I'm not talking about individual teams, I'm talking about INDIVIDUALS period. 

Like I said if Tracy Mcgrady and Allen Iverson could average over 32 ppg in this era and Kobe Bryant averaged 35 ppg in a season in 06, I can't see why Jordan would not be able to average 40. 

Are defenses all of a sudden that much better or are we hitting that period in time where all the great prolific scorers have declined and we are now in that holding pattern waiting for the next ones to appear.

Would it surprise anyone if Rose, Durant, Lebron, Monta Ellis and Blake Griffin all averaged 30 ppg next season? No it would not.


----------



## Da Grinch (Aug 17, 2002)

thebizkit69u said:


> I'm not talking about individual teams, I'm talking about INDIVIDUALS period.
> 
> Like I said if Tracy Mcgrady and Allen Iverson could average over 32 ppg in this era and Kobe Bryant averaged 35 ppg in a season in 06, I can't see why Jordan would not be able to average 40.
> 
> ...


usually these high scoring seasons coincided with those players being on teams without other decent scorers , when jordan scored 37 a game the next best scorer was charles oakley(14.5).

CHARLES OAKLEY.

so yeah its possible MJ could drop 40 today but in all likelihood his team would suck pretty badly if he did .
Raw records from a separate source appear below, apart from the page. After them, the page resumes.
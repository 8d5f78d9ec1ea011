pub mod codec;
pub mod crypto;
pub mod error;
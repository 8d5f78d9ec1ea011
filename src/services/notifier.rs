use crate::models::events::Notice;

/// 弹窗/日志输出的接口。真正的弹窗组件在宿主程序里，
/// 不接组件时用 LogNotifier 只落日志。
pub trait Notifier: Send + Sync {
    fn notify(&self, notice: &Notice);
}

pub struct LogNotifier;

impl Notifier for LogNotifier {
    fn notify(&self, notice: &Notice) {
        if notice.log_only || notice.title.is_empty() {
            log::info!("{}", notice.message);
        } else {
            log::info!("[{}] {}", notice.title, notice.message);
        }
    }
}
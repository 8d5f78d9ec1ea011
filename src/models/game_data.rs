use serde::{Deserialize, Serialize};
use std::collections::HashMap;

// 累计游玩时长的保留键，写入云端元数据时从这里取
pub const PLAY_TIME_KEY: &str = "playTime";

/// 游戏数据记录：四张按类型分开的键值表。
///
/// 整条记录在加载时被云端数据整体覆盖，保存时整体序列化，
/// 没有嵌套结构，也没有版本号。
#[derive(Debug, Clone, Default, PartialEq, Serialize, Deserialize)]
pub struct GameData {
    #[serde(default)]
    pub bool_data: HashMap<String, bool>,
    #[serde(default)]
    pub int_data: HashMap<String, i64>,
    #[serde(default)]
    pub float_data: HashMap<String, f64>,
    #[serde(default)]
    pub string_data: HashMap<String, String>,
}

impl GameData {
    pub fn new() -> Self {
        Self::default()
    }

    pub fn set_bool(&mut self, key: &str, value: bool) {
        self.bool_data.insert(key.to_string(), value);
    }

    pub fn set_int(&mut self, key: &str, value: i64) {
        self.int_data.insert(key.to_string(), value);
    }

    pub fn set_float(&mut self, key: &str, value: f64) {
        self.float_data.insert(key.to_string(), value);
    }

    pub fn set_string(&mut self, key: &str, value: &str) {
        self.string_data.insert(key.to_string(), value.to_string());
    }

    pub fn get_bool(&self, key: &str, default: bool) -> bool {
        self.bool_data.get(key).copied().unwrap_or(default)
    }

    pub fn get_int(&self, key: &str, default: i64) -> i64 {
        self.int_data.get(key).copied().unwrap_or(default)
    }

    pub fn get_float(&self, key: &str, default: f64) -> f64 {
        self.float_data.get(key).copied().unwrap_or(default)
    }

    pub fn get_string(&self, key: &str, default: &str) -> String {
        self.string_data
            .get(key)
            .cloned()
            .unwrap_or_else(|| default.to_string())
    }

    // 云端元数据里的累计游玩秒数
    pub fn played_seconds(&self) -> f64 {
        self.get_float(PLAY_TIME_KEY, 0.0)
    }

    pub fn is_empty(&self) -> bool {
        self.bool_data.is_empty()
            && self.int_data.is_empty()
            && self.float_data.is_empty()
            && self.string_data.is_empty()
    }
}

#[cfg(test)]
mod tests {
    use super::*;

    #[test]
    fn typed_accessors_with_defaults() {
        let mut data = GameData::new();
        data.set_bool("sound", true);
        data.set_int("coins", 120);
        data.set_float(PLAY_TIME_KEY, 360.5);
        data.set_string("player", "测试玩家");

        assert!(data.get_bool("sound", false));
        assert_eq!(data.get_int("coins", 0), 120);
        assert_eq!(data.get_string("player", ""), "测试玩家");
        assert_eq!(data.played_seconds(), 360.5);

        // 缺失键返回调用方给出的默认值
        assert_eq!(data.get_int("gems", 7), 7);
        assert_eq!(data.get_string("title", "none"), "none");
    }

    #[test]
    fn deserialize_with_missing_maps() {
        // 每张表都有 serde(default)，旧存档缺字段也能读
        let data: GameData = serde_json::from_str(r#"{"int_data":{"level":3}}"#).unwrap();
        assert_eq!(data.get_int("level", 0), 3);
        assert!(data.bool_data.is_empty());
    }

    #[test]
    fn overwrite_replaces_whole_record() {
        let mut data = GameData::new();
        data.set_int("coins", 1);
        let fresh = GameData::new();
        data = fresh;
        assert!(data.is_empty());
    }
}
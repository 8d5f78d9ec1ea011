use thiserror::Error;

#[derive(Debug, Error)]
pub enum AppError {
    #[error("AES错误: {0}")]
    AesError(String),

    #[error("认证错误: {0}")]
    AuthError(String),

    #[error("用户未登录")]
    NotAuthenticated,

    #[error("打开存档槽失败: {0}")]
    SessionOpenError(String),

    #[error("云端读取失败: {0}")]
    RemoteReadError(String),

    #[error("云端写入失败: {0}")]
    RemoteWriteError(String),

    #[error("同步操作进行中，拒绝新的{0}请求")]
    Busy(&'static str),

    #[error("配置错误: {0}")]
    ConfigError(String),

    #[error("解码错误: {0}")]
    DecodeError(#[from] base64::DecodeError),

    #[error("IO错误: {0}")]
    IoError(#[from] std::io::Error),

    #[error("HTTP请求错误: {0}")]
    ReqwestError(#[from] reqwest::Error),

    #[error("Serde JSON错误: {0}")]
    SerdeJsonError(#[from] serde_json::Error),

    #[error("其他错误: {0}")]
    Other(String),
}

pub type AppResult<T> = Result<T, AppError>;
to put it perspective the bulls avg. 98.5 possessions per game and shot .473 from the field

98.5 made them the slowest paced team in the league that season and the 6th slowest team in the decade of the 80's

98.5 is faster than any team has played in the past 2 seasons.

the bulls shot.473 fg% a number that was 17th out of 23 teams in 86-87 when jordan dropped his career high 37.1

.473 would be 6th best in the league this past season.

so yes defense is much better , the game is much slower jordan was a great scorer but for him to drop 40 a game nowadays he pretty much would have to chuck every play and play with bums.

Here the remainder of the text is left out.